I wouldn't argue that female sexual physiology is cyclically corrupted, but I would suppose that the cycle itself might represent a change from the original design. That, of course, would limit how much we could infer about God's intention from design.

Laying that aside, one might argue, perhaps more convincingly for Catholics, that the female reproductive cycle is essentially "perfect", but that our round-the-cycle libido is the real problem. Is it a stretch to think that perfect libido in the Garden of Eden would have been in sync with cyclical fertility, as with other known models of sexual reproduction?

Of course libido is corrupted, at least in some ways to some extent. Typical sexual drive leads people astray all the time, so it's not hard for me to suppose that libido leading to coitus during periods of infertility is an example of slightly misplaced sexual desire (or imperfectly executed libido -- perhaps vaguely comparable to onanism) that can be held in check by thoughtful, godly people.

Okay, I'm beating a dead horse. We're essentially in agreement on some level. I don't believe that libido or female physiology are fundamentally broken. I just don't know how heavily we can rely on our still-incomplete understanding of the subtleties of physiology and reproductive design for unambiguous moral guidance in sexuality.

Kathy Farrelly said...

This is a great piece, SP. Been thinking about it all morning.

"The problem, I think, lays in the Church's understanding of the telos of sex, which it views as being intrinsically fecund. In other words, the sexual act, when non-privated in any way, shape or form is intrinsically fertile. Or to put it another way, an infertile sexual act is one that is privated in some way, either voluntarily or involuntarily. To put it a third way, the perfect sexual act, considered in itself, always produces babies"

I think(and I am certainly no intellectual, like you, SP) the church has moved on from the notion that sex is intrinsically fecund. The Catholic Catechism does say that the purpose of sex is twofold.

2363: The spouses' union achieves the twofold end of marriage: the good of the spouses themselves and the transmission of life. These two meanings or values of marriage cannot be separated without altering the couple's spiritual life and compromising the goods of marriage and the future of the family.
"The conjugal love of man and woman thus stands under the twofold obligation of fidelity and fecundity."



Problems have arisen from people thinking that marriage is specifically for procreation.

I know of a few couples who married just for that reason. One couple in particular recently separated. The wife bore the kids she had always wanted. But, because there was no real love there in the first place, the marriage was not a unitive one( read, they rarely had sex) the marriage crumbled.

Love made us! God's divine nature is love. Born of God's love we must love him. He made us for this purpose.

Now when a couple marry, they should marry for the right reason.. That reason should be because they love one another and wish to spend the rest of their lives together.. Out of that love (God willing) children are then born.

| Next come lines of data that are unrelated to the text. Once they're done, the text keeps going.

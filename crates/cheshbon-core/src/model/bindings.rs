//! Binding layer: connects raw extract columns to stable source ids.
//!
//! Bindings map raw column names to `s:` ids. Two failure modes are
//! derived here and overlaid on impact results by `crate::binding_impact`:
//! - missing: a derived variable requires a source id no raw column binds
//! - ambiguous: more than one raw column binds the same source id
//!
//! The raw schema is used only to validate that every bound raw column
//! actually exists in the extract.

use std::collections::{BTreeMap, BTreeSet};

use serde::{Deserialize, Serialize};
use serde_json::{Map, Value};

use crate::errors::{CheshbonError, CheshbonResult};
use crate::model::spec::MappingSpec;

/// A raw column from an extract.
#[derive(Debug, Clone, PartialEq, Eq, Serialize, Deserialize)]
pub struct RawColumn {
    pub name: String,
    #[serde(rename = "type")]
    pub column_type: String,
}

/// Raw schema snapshot from an extract.
#[derive(Debug, Clone, PartialEq, Eq, Serialize, Deserialize)]
pub struct RawSchema {
    pub table: String,
    pub columns: Vec<RawColumn>,
}

impl RawSchema {
    pub fn column_names(&self) -> BTreeSet<String> {
        self.columns.iter().map(|c| c.name.clone()).collect()
    }
}

/// Bindings from raw column names to stable source ids
/// (e.g. `"RFSTDT" -> "s:RFSTDTC"`).
#[derive(Debug, Clone, PartialEq, Eq, Serialize, Deserialize)]
pub struct Bindings {
    pub table: String,
    pub bindings: BTreeMap<String, String>,
}

impl Bindings {
    pub fn from_value(value: &Value) -> CheshbonResult<Self> {
        serde_json::from_value(value.clone())
            .map_err(|e| CheshbonError::invalid_argument(format!("invalid bindings: {e}")))
    }

    pub fn bound_source_ids(&self) -> BTreeSet<String> {
        self.bindings.values().cloned().collect()
    }

    /// First raw column (in sorted order) bound to a source id.
    pub fn raw_column_for_source(&self, source_id: &str) -> Option<&str> {
        self.bindings
            .iter()
            .find(|(_, bound)| bound.as_str() == source_id)
            .map(|(raw, _)| raw.as_str())
    }

    /// The bindings as a JSON value, for input digests.
    pub fn to_value(&self) -> CheshbonResult<Value> {
        serde_json::to_value(self).map_err(|e| {
            CheshbonError::serialization(format!("failed to serialize bindings: {e}"))
        })
    }
}

/// Binding-level change and validity events.
#[derive(Debug, Clone, Copy, PartialEq, Eq, Serialize, Deserialize)]
#[serde(rename_all = "SCREAMING_SNAKE_CASE")]
pub enum BindingEventKind {
    RawColumnAdded,
    RawColumnRemoved,
    RawColumnRenamed,
    BindingAdded,
    BindingRemoved,
    BindingChanged,
    /// Binding references a raw column not present in the schema.
    BindingInvalid,
}

#[derive(Debug, Clone, PartialEq, Serialize)]
pub struct BindingEvent {
    pub event_type: BindingEventKind,
    pub element: String,
    pub old_value: Option<String>,
    pub new_value: Option<String>,
    pub details: Option<Map<String, Value>>,
}

/// Validate bindings against a raw schema. Returns the invalidity events
/// plus the set of schema columns no binding maps (informational).
pub fn validate_bindings(
    schema: &RawSchema,
    bindings: &Bindings,
) -> (Vec<BindingEvent>, BTreeSet<String>) {
    let schema_columns = schema.column_names();
    let mut events = Vec::new();

    for (raw_col, source_id) in &bindings.bindings {
        if !schema_columns.contains(raw_col) {
            let mut details = Map::new();
            details.insert(
                "reason".to_string(),
                Value::String(format!("raw column '{raw_col}' not found in schema")),
            );
            events.push(BindingEvent {
                event_type: BindingEventKind::BindingInvalid,
                element: source_id.clone(),
                old_value: Some(raw_col.clone()),
                new_value: None,
                details: Some(details),
            });
        }
    }

    let bound_columns: BTreeSet<String> = bindings.bindings.keys().cloned().collect();
    let unmapped = schema_columns
        .difference(&bound_columns)
        .cloned()
        .collect();

    (events, unmapped)
}

/// Which source ids required by each derived variable are absent from the
/// bindings. Keyed by derived id.
pub fn check_missing_bindings(
    spec: &MappingSpec,
    bindings: &Bindings,
) -> BTreeMap<String, BTreeSet<String>> {
    let bound = bindings.bound_source_ids();
    let mut missing = BTreeMap::new();
    for derived in &spec.derived {
        let absent: BTreeSet<String> = derived
            .inputs
            .iter()
            .filter(|input| input.starts_with("s:") && !bound.contains(*input))
            .cloned()
            .collect();
        if !absent.is_empty() {
            missing.insert(derived.id.clone(), absent);
        }
    }
    missing
}

/// Source ids bound by more than one raw column. The raw column lists are
/// sorted for reproducible reporting.
pub fn check_ambiguous_bindings(bindings: &Bindings) -> BTreeMap<String, Vec<String>> {
    let mut by_source: BTreeMap<String, BTreeSet<String>> = BTreeMap::new();
    for (raw_col, source_id) in &bindings.bindings {
        by_source
            .entry(source_id.clone())
            .or_default()
            .insert(raw_col.clone());
    }
    by_source
        .into_iter()
        .filter(|(_, cols)| cols.len() > 1)
        .map(|(source_id, cols)| (source_id, cols.into_iter().collect()))
        .collect()
}

/// Diff two binding versions into events: removals, additions, rebinds of a
/// raw column, and raw-column renames that keep the same source id.
pub fn diff_bindings(bindings_v1: &Bindings, bindings_v2: &Bindings) -> Vec<BindingEvent> {
    let mut events = Vec::new();
    let v1 = &bindings_v1.bindings;
    let v2 = &bindings_v2.bindings;

    for (raw_col, source_id) in v1 {
        if !v2.contains_key(raw_col) {
            events.push(BindingEvent {
                event_type: BindingEventKind::BindingRemoved,
                element: source_id.clone(),
                old_value: Some(raw_col.clone()),
                new_value: None,
                details: None,
            });
        }
    }

    for (raw_col, source_id) in v2 {
        if !v1.contains_key(raw_col) {
            events.push(BindingEvent {
                event_type: BindingEventKind::BindingAdded,
                element: source_id.clone(),
                old_value: None,
                new_value: Some(raw_col.clone()),
                details: None,
            });
        }
    }

    for (raw_col, source_v1) in v1 {
        let Some(source_v2) = v2.get(raw_col) else {
            continue;
        };
        if source_v1 != source_v2 {
            let mut details = Map::new();
            details.insert(
                "old_source_id".to_string(),
                Value::String(source_v1.clone()),
            );
            details.insert(
                "new_source_id".to_string(),
                Value::String(source_v2.clone()),
            );
            events.push(BindingEvent {
                event_type: BindingEventKind::BindingChanged,
                element: source_v1.clone(),
                old_value: Some(raw_col.clone()),
                new_value: Some(raw_col.clone()),
                details: Some(details),
            });
        }
    }

    // Same source id bound by a different raw column: a column rename with
    // the binding kept current.
    let v1_by_source: BTreeMap<&String, &String> = v1.iter().map(|(c, s)| (s, c)).collect();
    let v2_by_source: BTreeMap<&String, &String> = v2.iter().map(|(c, s)| (s, c)).collect();
    for (source_id, raw_v1) in &v1_by_source {
        let Some(raw_v2) = v2_by_source.get(source_id) else {
            continue;
        };
        if raw_v1 != raw_v2 {
            let mut details = Map::new();
            details.insert(
                "source_id".to_string(),
                Value::String((*source_id).clone()),
            );
            events.push(BindingEvent {
                event_type: BindingEventKind::RawColumnRenamed,
                element: (*source_id).clone(),
                old_value: Some((*raw_v1).clone()),
                new_value: Some((*raw_v2).clone()),
                details: Some(details),
            });
        }
    }

    events
}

2362 "The acts in marriage by which the intimate and chaste union of the spouses takes place are noble and honorable; the truly human performance of these acts fosters the self-giving they signify and enriches the spouses in joy and gratitude."145 Sexuality is a source of joy and pleasure:


The Creator himself . . . established that in the [generative] function, spouses should experience pleasure and enjoyment of body and spirit. Therefore, the spouses do nothing evil in seeking this pleasure and enjoyment. They accept what the Creator has intended for them. At the same time, spouses should know how to keep themselves within the limits of just moderation."

Frequent sex between a loving husband and wife does bring them closer together. It's the glue that binds them.

If things have been getting me down a bit and I am a bit tetchy all my husband has to do is grab me and give me one (for want of a better expression ;) ) and it will completely lift my mood. We both feel good and are more loving to one another.. There are less disagreements.. Married sex is indeed unitive. :)




The Social Pathologist said...

The spouses' union achieves the twofold end of marriage: the good of the spouses themselves and the transmission of life. These two meanings or values of marriage cannot be separated without altering the couple's spiritual life and compromising the goods of marriage and the future of the family."

The problem is that during the infertile phase of the menstrual cycle the conjugal act is intrinsically devoid of its fecund meaning. Sex during this phase of the cycle has no procreative meaning and biology in its perfection cannot satisfy the intrinsic meaning of sex as defined by the Church.

Houston, we have a problem.

"The conjugal love of man and woman thus stands under the twofold obligation of fidelity and fecundity."

Remember, this is not an argument about contraception but about the telos of sex. The question that needs to be asked is:what exactly is sex for during the infertile phase of the menstrual cycle? Clearly, it can't satisfy its twofold meaning during this stage because conception is impossible.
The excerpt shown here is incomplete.